Meet Ira, the HDFC Bank’s humanoid robot assistant
Approximate Reading Time: 5 minutes
It’s a slow process; one that will not just take time to get through. Firstly, we must comprehend. Just like demonetisation, that is taking some villagers from Stone Age to an age of cloud connectivity, the transition is both painful and comes with plenty of opposition.
We’re talking about HDFC’s humanoid robot assistant.
Unfortunately for the bank (which also happens to be India’s most valuable lender), it is in the news for all the wrong reasons. To be more precise, it let go of nearly 4,500 employees in the October-December quarter. To make things worse, its earnings growth dropped to an 18-year low.
HDFC, in a statement, told The Economic Times that the drop in headcount was a result of natural attrition combined with slow hiring. And this news itself was enough to throw a barrage of questions at HDFC country head, Nitin Chugh centered around job cuts. One could simply call it bad timing, but there’s more that I learnt from the creators of the robot here, and it all hints that a revolution is coming, but right now it still remains a distant dream.
Simply put, Ira the humanoid robot assistant that will float about in the HDFC Bank branch in Mumbai has not successfully taken anyone’s job, not yet. From what I know, and from the demonstration, she is no smarter than an ATM machine. In fact, all Ira and here clones will do at HDFC bank branches in the coming two years is simply guide confused customers to the right bank counter and that’s about it.

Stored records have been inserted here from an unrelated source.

impl SecurityService {
    pub fn new(config: SecurityConfig) -> Result<Self> {
        Self::with_clock(config, Arc::new(SystemClock))
    }

    /// Build every component on one clock; fails on any configuration problem
    pub fn with_clock(config: SecurityConfig, clock: Arc<dyn Clock>) -> Result<Self> {
        config.validate()?;

        let events = Arc::new(
            SecurityEventBus::with_clock(config.events.capacity, clock.clone())
                .with_listener_buffer(config.events.listener_buffer),
        );
        let rate_limiter = Arc::new(RateLimiter::with_clock(
            config.rate_limits.clone(),
            clock.clone(),
        ));
        let monitor = Arc::new(
            SuspiciousActivityMonitor::with_clock(config.suspicious.clone(), clock.clone())
                .with_events(events.clone()),
        );
        let files = FileValidator::new(config.file_types.clone(), SignatureTable::default());

        let csrf = if config.csrf.enabled {
            let secret = match &config.csrf.secret {
                Some(secret) => secret.clone(),
                None => {
                    warn!("No CSRF secret configured, using a per-process secret");
                    generate_secret()
                }
            };
            let ttl = i64::try_from(config.csrf.ttl_secs)
                .ok()
                .and_then(chrono::Duration::try_seconds)
                .ok_or_else(|| Error::Configuration("csrf.ttl_secs is out of range".into()))?;
            Some(Arc::new(CsrfProtector::with_clock(secret, ttl, clock.clone())?))
        } else {
            None
        };

        let inspector = TokenInspector::new(clock)
            .with_leeway(config.tokens.leeway_secs)
            .require_exp(config.tokens.require_exp);

        let parts = Parts {
            events: &events,
            rate_limiter: &rate_limiter,
            monitor: &monitor,
            csrf: csrf.as_ref(),
            inspector: &inspector,
        };
        let pipelines = config
            .endpoints
            .iter()
            .map(|(name, endpoint)| -> Result<(String, MiddlewarePipeline)> {
                Ok((name.clone(), parts.pipeline(name, endpoint)?))
            })
            .collect::<Result<BTreeMap<_, _>>>()?;

        info!(
            environment = ?config.environment,
            endpoints = pipelines.len(),
            csrf = csrf.is_some(),
            "Security service initialized"
        );

        Ok(Self {
            config,
            events,
            rate_limiter,
            monitor,
            files,
            csrf,
            pipelines,
        })
    }

    pub fn config(&self) -> &SecurityConfig {
        &self.config
    }

    pub fn events(&self) -> &Arc<SecurityEventBus> {
        &self.events
    }

    pub fn rate_limiter(&self) -> &Arc<RateLimiter> {
        &self.rate_limiter
    }

    pub fn monitor(&self) -> &Arc<SuspiciousActivityMonitor> {
        &self.monitor
    }

    pub fn file_validator(&self) -> &FileValidator {
        &self.files
    }

    // ========== Rate limiting ==========

    /// Check and record one request; denials are published as events
    pub fn check_rate_limit(
        &self,
        operation: &Operation,
        identifier: &str,
        override_policy: Option<RateLimitPolicy>,
    ) -> RateLimitStatus {
        let status = self
            .rate_limiter
            .check_limit(operation, identifier, override_policy);
        if !status.allowed {
            self.events.emit(
                SecurityEventType::RateLimitExceeded,
                json!({
                    "operation": operation.as_str(),
                    "identifier": identifier,
                    "reset_time": status.reset_time,
                    "max_requests": status.max_requests,
                }),
            );
        }
        status
    }

    // ========== Sanitization ==========

    /// Sanitize one value; `html` uses the configured policy
    pub fn sanitize_input(&self, input: &str, context: SanitizationContext) -> String {
        let output = match context {
            SanitizationContext::Html => sanitize_html(input, &self.config.html),
            other => warden_sanitize::sanitize_input(input, other),
        };

        if context == SanitizationContext::Json && output == "null" && input.trim() != "null" {
            self.events.emit(
                SecurityEventType::SanitizationFailed,
                json!({ "context": context.as_str(), "input_length": input.len() }),
            );
        } else if output != input {
            debug!(context = context.as_str(), "Input modified by sanitizer");
            self.events.emit(
                SecurityEventType::InputSanitized,
                json!({
                    "context": context.as_str(),
                    "input_length": input.len(),
                    "output_length": output.len(),
                }),
            );
        }
        output
    }

    /// Sanitize a record field by field; changed fields are published
    pub fn sanitize_form_data(
        &self,
        record: &Map<String, Value>,
        schema: &FormSchema,
    ) -> Map<String, Value> {
        let cleaned = sanitize_form_data(record, schema);
        let mut changed: Vec<&str> = record
            .iter()
            .filter(|(key, value)| cleaned.get(key.as_str()) != Some(value))
            .map(|(key, _)| key.as_str())
            .collect();
        changed.sort_unstable();

        if !changed.is_empty() {
            self.events.emit(
                SecurityEventType::InputSanitized,
                json!({ "context": "form", "fields": changed }),
            );
        }
        cleaned
    }

    // ========== Uploads ==========

    /// Validate one file with the configured options
    pub async fn validate_file(&self, file: &dyn FileSource) -> FileVerdict {
        let verdict = self
            .files
            .validate(file, &self.config.uploads.validation)
            .await;
        self.publish_verdict(&verdict);
        verdict
    }

    /// Validate a batch under the configured limits and concurrency cap
    pub async fn validate_files(&self, files: &[&dyn FileSource]) -> BatchSummary {
        let summary = self
            .files
            .validate_files(
                files,
                &self.config.uploads.validation,
                &self.config.uploads.batch,
            )
            .await;

        if !summary.batch_errors.is_empty() {
            self.events.emit(
                SecurityEventType::FileRejected,
                json!({ "batch": files.len(), "errors": summary.batch_errors }),
            );
        }
        for verdict in &summary.verdicts {
            self.publish_verdict(verdict);
        }
        summary
    }

    fn publish_verdict(&self, verdict: &FileVerdict) {
        if !verdict.is_valid {
            self.events.emit(
                SecurityEventType::FileRejected,
                json!({
                    "file_name": verdict.file_name,
                    "size": verdict.size,
                    "errors": verdict.errors,
                }),
            );
        } else if !verdict.warnings.is_empty() {
            self.events.emit(
                SecurityEventType::FileFlagged,
                json!({
                    "file_name": verdict.file_name,
                    "size": verdict.size,
                    "warnings": verdict.warnings,
                }),
            );
        }
    }

    /// Storage name for an upload
    pub fn generate_secure_filename(&self, original: &str) -> String {
        warden_files::generate_secure_filename(original, &self.config.uploads.filenames)
    }

    // ========== Suspicious activity ==========

    /// Record one occurrence; true once the actor is flagged
    pub fn check_suspicious_activity(&self, identifier: &str, activity: &str, metadata: Value) -> bool {
        self.monitor.check(identifier, activity, metadata)
    }

    // ========== Middleware ==========

    pub fn pipeline(&self, endpoint: &str) -> Option<&MiddlewarePipeline> {
        self.pipelines.get(endpoint)
    }

    pub fn endpoints(&self) -> impl Iterator<Item = &str> {
        self.pipelines.keys().map(String::as_str)
    }

    /// Run an endpoint's pipeline over a request
    pub fn run_middleware_pipeline(
        &self,
        endpoint: &str,
        request: SecurityRequest,
    ) -> Result<SecurityRequest> {
        let pipeline = self.pipelines.get(endpoint).ok_or_else(|| {
            Error::Configuration(format!("no middleware pipeline for endpoint '{}'", endpoint))
        })?;
        pipeline.run(request)
    }

    // ========== CSRF ==========

    pub fn issue_csrf_token(&self, session_id: &str) -> Result<String> {
        self.csrf_protector()?.issue(session_id)
    }

    pub fn verify_csrf_token(&self, session_id: &str, token: &str) -> Result<()> {
        let result = self.csrf_protector()?.verify(session_id, token);
        if result.is_err() {
            self.events.emit(
                SecurityEventType::CsrfTokenInvalid,
                json!({ "session_id": session_id }),
            );
        }
        result
    }

    fn csrf_protector(&self) -> Result<&CsrfProtector> {
        self.csrf
            .as_deref()
            .ok_or_else(|| Error::Configuration("CSRF protection is disabled".into()))
    }

    // ========== Headers and events ==========

    pub fn security_headers(&self) -> Vec<(&'static str, String)> {
        self.config.headers.headers()
    }

    pub fn add_listener(&self) -> (ListenerId, mpsc::Receiver<SecurityEvent>) {
        self.events.add_listener()
    }

    pub fn remove_listener(&self, id: ListenerId) -> bool {
        self.events.remove_listener(id)
    }

    /// Newest first
    pub fn recent_events(&self, limit: usize) -> Vec<SecurityEvent> {
        self.events.recent(limit)
    }

    pub fn query_events(&self, filter: &EventFilter, limit: usize) -> Vec<SecurityEvent> {
        self.events.query(filter, limit)
    }

    /// Periodically evict empty windows from the rate-limit and activity tables
    pub fn spawn_maintenance(self: &Arc<Self>) -> JoinHandle<()> {
        let service = Arc::clone(self);
        let interval = std::time::Duration::from_secs(service.config.cleanup_interval_secs.max(1));
        tokio::spawn(async move {
            let mut ticker = tokio::time::interval(interval);
            ticker.tick().await;
            loop {
                ticker.tick().await;
                let limits = service.rate_limiter.cleanup();
                let activities = service.monitor.cleanup();
                if limits + activities > 0 {
                    debug!(limits, activities, "Evicted expired windows");
                }
            }
        })
    }
}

She sways her hands back and forth, but she is not able to hold an elderly customer’s hand (human touch) and guide them to the right counter. In fact, Ira cannot even do transactions. No you cannot bank with her, not yet.
But as Chugh put it, the bank is working on artificial intelligence and voice recognition technologies. HDFC plans to introduce features like voice and face recognition for customer identification, voice-guided navigation, balance enquiry and cheque deposits among others.
When these come into play, a couple of years down the line, we still will not expect job cuts.
So rather than talking to Chugh, I chatted up Jayakrishnan T, CEO of Asimov Robotics and the excited CEO had plenty to talk about.
A different perspective
His perspective however, was a broader one, a future where most blue collar jobs would be replaced by robots. I asked him whether he saw a future where humans would be replaced by robots at the various bank counters. He smiled and said, “Not only in banks, everywhere!”
Jayakrishnan explained that India has a lot of resources when it comes to jobs. Not just in the field of robotics but elsewhere as well. What he meant to say was that there’s so many of us now, educated, qualified, MBAs, etc. Adding to this is India’s push for digital and better internet connectivity and this hints that many more will join the ranks; not just from smaller towns but even villages.
“India is very rich in resources. But with blue collar jobs, we won’t be getting people. And that gap is soon increasing.” With a proud smile on his face he continues, “Who do you think will fill in that gap? The answer is robots!”
He quickly gave an example of a security guard, a job that even in India with all its billions of citizens will soon find vacant spaces.
So I connected with him about where we are headed. “Robotics was seen differently in India” he said. Coming with 10 years of experience in core robotics, he commented that a decade ago, we were simply suppliers. “Now there is a change. Almost all IITs, IIITs and NIITs are doing really good research and things are now on the right track. Now it is happening.” hinting that we don’t really need to go abroad for solutions anymore.
Eat, sleep, repeat
We have been here before. Back in ’90s it was the automotive industry, in the 2000s it switched to electronics and now almost a decade later, everyone’s talking about artificial intelligence and bots replacing not just blue collar jobs in developed countries, but white collar jobs as well, like in the case of Fukoku Mutual Life in Japan.
These were jobs done by humans that are now expected to be done by machines. Moreover, machines even do a better job at things like welding, cutting, painting, and they can do all of this without complaining, in an environment where an employer need not worry about unions and wages.
We are only to blame
But who do you think is responsible for all of this? Well, it’s just us. Today it’s blue collar jobs, tomorrow it will be the decision makers with AI taking a call for judgement in a court of law. And we are to be blamed.
Consumerism along with the lack of patience, and add to this our growing population; there is no escape, robots will be the future.
But sit back and relax, as we have yet to build our first production, walking, talking, intelligent android yet.
But once that is accomplished society will head into chaos (think demonetisation on steroids). May be something better awaits, maybe humanity will finally cease to be about jobs and making money, maybe we will look at the stars and have other objectives, like in those cool Star Trek flicks. Maybe we will just involve ourselves in pursuing things like art, drama something that robots cannot comprehend…something that makes us more human.
There’s probably a better future for humans with robots waiting at the other end of the tunnel, but all we can see right now is the long dark journey in between.